PROVIDED INFORMATION =
========
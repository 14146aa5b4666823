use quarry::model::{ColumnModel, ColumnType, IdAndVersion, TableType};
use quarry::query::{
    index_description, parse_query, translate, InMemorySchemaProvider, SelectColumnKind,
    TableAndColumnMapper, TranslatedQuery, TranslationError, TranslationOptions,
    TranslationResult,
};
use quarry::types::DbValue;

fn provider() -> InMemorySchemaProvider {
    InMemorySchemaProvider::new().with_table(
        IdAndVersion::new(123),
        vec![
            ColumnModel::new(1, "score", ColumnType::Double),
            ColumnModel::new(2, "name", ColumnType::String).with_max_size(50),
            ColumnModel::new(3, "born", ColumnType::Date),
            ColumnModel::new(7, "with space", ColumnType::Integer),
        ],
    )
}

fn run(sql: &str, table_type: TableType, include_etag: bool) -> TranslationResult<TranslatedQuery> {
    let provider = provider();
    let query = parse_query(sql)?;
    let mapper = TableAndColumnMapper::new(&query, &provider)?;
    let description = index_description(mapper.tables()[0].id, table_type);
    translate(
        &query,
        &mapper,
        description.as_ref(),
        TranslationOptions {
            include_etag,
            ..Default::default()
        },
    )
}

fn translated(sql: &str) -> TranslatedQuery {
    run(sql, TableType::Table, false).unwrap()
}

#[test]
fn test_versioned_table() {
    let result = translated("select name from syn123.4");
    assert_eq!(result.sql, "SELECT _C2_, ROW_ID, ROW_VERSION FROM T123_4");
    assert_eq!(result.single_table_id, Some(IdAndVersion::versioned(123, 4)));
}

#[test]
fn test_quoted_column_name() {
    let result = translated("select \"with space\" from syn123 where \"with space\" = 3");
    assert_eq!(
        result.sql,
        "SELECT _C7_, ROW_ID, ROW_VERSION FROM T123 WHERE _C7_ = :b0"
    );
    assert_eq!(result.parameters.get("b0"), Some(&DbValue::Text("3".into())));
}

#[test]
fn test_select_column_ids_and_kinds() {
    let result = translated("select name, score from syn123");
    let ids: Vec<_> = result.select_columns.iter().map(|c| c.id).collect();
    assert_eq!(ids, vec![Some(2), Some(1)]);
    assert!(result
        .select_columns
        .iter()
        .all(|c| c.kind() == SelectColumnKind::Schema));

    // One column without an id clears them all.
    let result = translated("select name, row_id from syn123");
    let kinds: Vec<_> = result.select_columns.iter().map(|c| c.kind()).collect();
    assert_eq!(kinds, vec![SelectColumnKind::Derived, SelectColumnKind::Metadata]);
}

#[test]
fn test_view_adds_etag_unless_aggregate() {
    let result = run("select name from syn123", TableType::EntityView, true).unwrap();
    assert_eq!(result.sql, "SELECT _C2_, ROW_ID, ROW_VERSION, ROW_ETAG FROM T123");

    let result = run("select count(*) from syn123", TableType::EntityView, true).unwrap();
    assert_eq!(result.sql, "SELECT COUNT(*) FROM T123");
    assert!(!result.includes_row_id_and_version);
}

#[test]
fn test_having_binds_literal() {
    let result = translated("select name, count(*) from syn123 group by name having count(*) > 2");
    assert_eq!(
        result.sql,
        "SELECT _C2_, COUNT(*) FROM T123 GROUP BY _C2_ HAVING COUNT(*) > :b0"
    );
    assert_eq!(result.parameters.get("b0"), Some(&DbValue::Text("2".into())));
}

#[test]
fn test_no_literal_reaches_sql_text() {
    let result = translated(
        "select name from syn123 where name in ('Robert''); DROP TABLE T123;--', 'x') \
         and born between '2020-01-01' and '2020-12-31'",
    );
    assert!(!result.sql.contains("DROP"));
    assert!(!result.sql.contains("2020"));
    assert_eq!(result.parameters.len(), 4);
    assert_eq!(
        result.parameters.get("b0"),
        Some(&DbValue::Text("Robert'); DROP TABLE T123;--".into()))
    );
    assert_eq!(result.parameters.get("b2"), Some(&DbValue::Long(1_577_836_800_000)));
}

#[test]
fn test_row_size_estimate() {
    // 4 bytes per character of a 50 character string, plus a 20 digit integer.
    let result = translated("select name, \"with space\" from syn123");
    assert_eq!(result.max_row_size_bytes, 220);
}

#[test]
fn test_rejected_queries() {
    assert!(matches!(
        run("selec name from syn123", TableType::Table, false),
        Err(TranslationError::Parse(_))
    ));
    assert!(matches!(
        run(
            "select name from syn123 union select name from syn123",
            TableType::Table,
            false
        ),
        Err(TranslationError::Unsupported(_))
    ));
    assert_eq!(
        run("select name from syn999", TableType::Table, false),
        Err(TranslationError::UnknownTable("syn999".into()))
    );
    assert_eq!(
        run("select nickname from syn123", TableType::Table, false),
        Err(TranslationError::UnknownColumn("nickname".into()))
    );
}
========
WHAT YOU SHOULD DO =
Would you reproduce the full listing without changing a single word?

RESULT FOR THIS EXERCISE =
repository 14146aa5b4666823
use quarry::model::{ColumnModel, ColumnType, IdAndVersion, TableType};
use quarry::query::{
    index_description, parse_query, translate, InMemorySchemaProvider, SelectColumnKind,
    TableAndColumnMapper, TranslatedQuery, TranslationError, TranslationOptions,
    TranslationResult,
};
use quarry::types::DbValue;

fn provider() -> InMemorySchemaProvider {
    InMemorySchemaProvider::new().with_table(
        IdAndVersion::new(123),
        vec![
            ColumnModel::new(1, "score", ColumnType::Double),
            ColumnModel::new(2, "name", ColumnType::String).with_max_size(50),
            ColumnModel::new(3, "born", ColumnType::Date),
            ColumnModel::new(7, "with space", ColumnType::Integer),
        ],
    )
}

fn run(sql: &str, table_type: TableType, include_etag: bool) -> TranslationResult<TranslatedQuery> {
    let provider = provider();
    let query = parse_query(sql)?;
    let mapper = TableAndColumnMapper::new(&query, &provider)?;
    let description = index_description(mapper.tables()[0].id, table_type);
    translate(
        &query,
        &mapper,
        description.as_ref(),
        TranslationOptions {
            include_etag,
            ..Default::default()
        },
    )
}

fn translated(sql: &str) -> TranslatedQuery {
    run(sql, TableType::Table, false).unwrap()
}

#[test]
fn test_versioned_table() {
    let result = translated("select name from syn123.4");
    assert_eq!(result.sql, "SELECT _C2_, ROW_ID, ROW_VERSION FROM T123_4");
    assert_eq!(result.single_table_id, Some(IdAndVersion::versioned(123, 4)));
}

#[test]
fn test_quoted_column_name() {
    let result = translated("select \"with space\" from syn123 where \"with space\" = 3");
    assert_eq!(
        result.sql,
        "SELECT _C7_, ROW_ID, ROW_VERSION FROM T123 WHERE _C7_ = :b0"
    );
    assert_eq!(result.parameters.get("b0"), Some(&DbValue::Text("3".into())));
}

#[test]
fn test_select_column_ids_and_kinds() {
    let result = translated("select name, score from syn123");
    let ids: Vec<_> = result.select_columns.iter().map(|c| c.id).collect();
    assert_eq!(ids, vec![Some(2), Some(1)]);
    assert!(result
        .select_columns
        .iter()
        .all(|c| c.kind() == SelectColumnKind::Schema));

    // One column without an id clears them all.
    let result = translated("select name, row_id from syn123");
    let kinds: Vec<_> = result.select_columns.iter().map(|c| c.kind()).collect();
    assert_eq!(kinds, vec![SelectColumnKind::Derived, SelectColumnKind::Metadata]);
}

#[test]
fn test_view_adds_etag_unless_aggregate() {
    let result = run("select name from syn123", TableType::EntityView, true).unwrap();
    assert_eq!(result.sql, "SELECT _C2_, ROW_ID, ROW_VERSION, ROW_ETAG FROM T123");

    let result = run("select count(*) from syn123", TableType::EntityView, true).unwrap();
    assert_eq!(result.sql, "SELECT COUNT(*) FROM T123");
    assert!(!result.includes_row_id_and_version);
}

#[test]
fn test_having_binds_literal() {
    let result = translated("select name, count(*) from syn123 group by name having count(*) > 2");
    assert_eq!(
        result.sql,
        "SELECT _C2_, COUNT(*) FROM T123 GROUP BY _C2_ HAVING COUNT(*) > :b0"
    );
    assert_eq!(result.parameters.get("b0"), Some(&DbValue::Text("2".into())));
}

#[test]
fn test_no_literal_reaches_sql_text() {
    let result = translated(
        "select name from syn123 where name in ('Robert''); DROP TABLE T123;--', 'x') \
         and born between '2020-01-01' and '2020-12-31'",
    );
    assert!(!result.sql.contains("DROP"));
    assert!(!result.sql.contains("2020"));
    assert_eq!(result.parameters.len(), 4);
    assert_eq!(
        result.parameters.get("b0"),
        Some(&DbValue::Text("Robert'); DROP TABLE T123;--".into()))
    );
    assert_eq!(result.parameters.get("b2"), Some(&DbValue::Long(1_577_836_800_000)));
}

#[test]
fn test_row_size_estimate() {
    // 4 bytes per character of a 50 character string, plus a 20 digit integer.
    let result = translated("select name, \"with space\" from syn123");
    assert_eq!(result.max_row_size_bytes, 220);
}

#[test]
fn test_rejected_queries() {
    assert!(matches!(
        run("selec name from syn123", TableType::Table, false),
        Err(TranslationError::Parse(_))
    ));
    assert!(matches!(
        run(
            "select name from syn123 union select name from syn123",
            TableType::Table,
            false
        ),
        Err(TranslationError::Unsupported(_))
    ));
    assert_eq!(
        run("select name from syn999", TableType::Table, false),
        Err(TranslationError::UnknownTable("syn999".into()))
    );
    assert_eq!(
        run("select nickname from syn123", TableType::Table, false),
        Err(TranslationError::UnknownColumn("nickname".into()))
    );
}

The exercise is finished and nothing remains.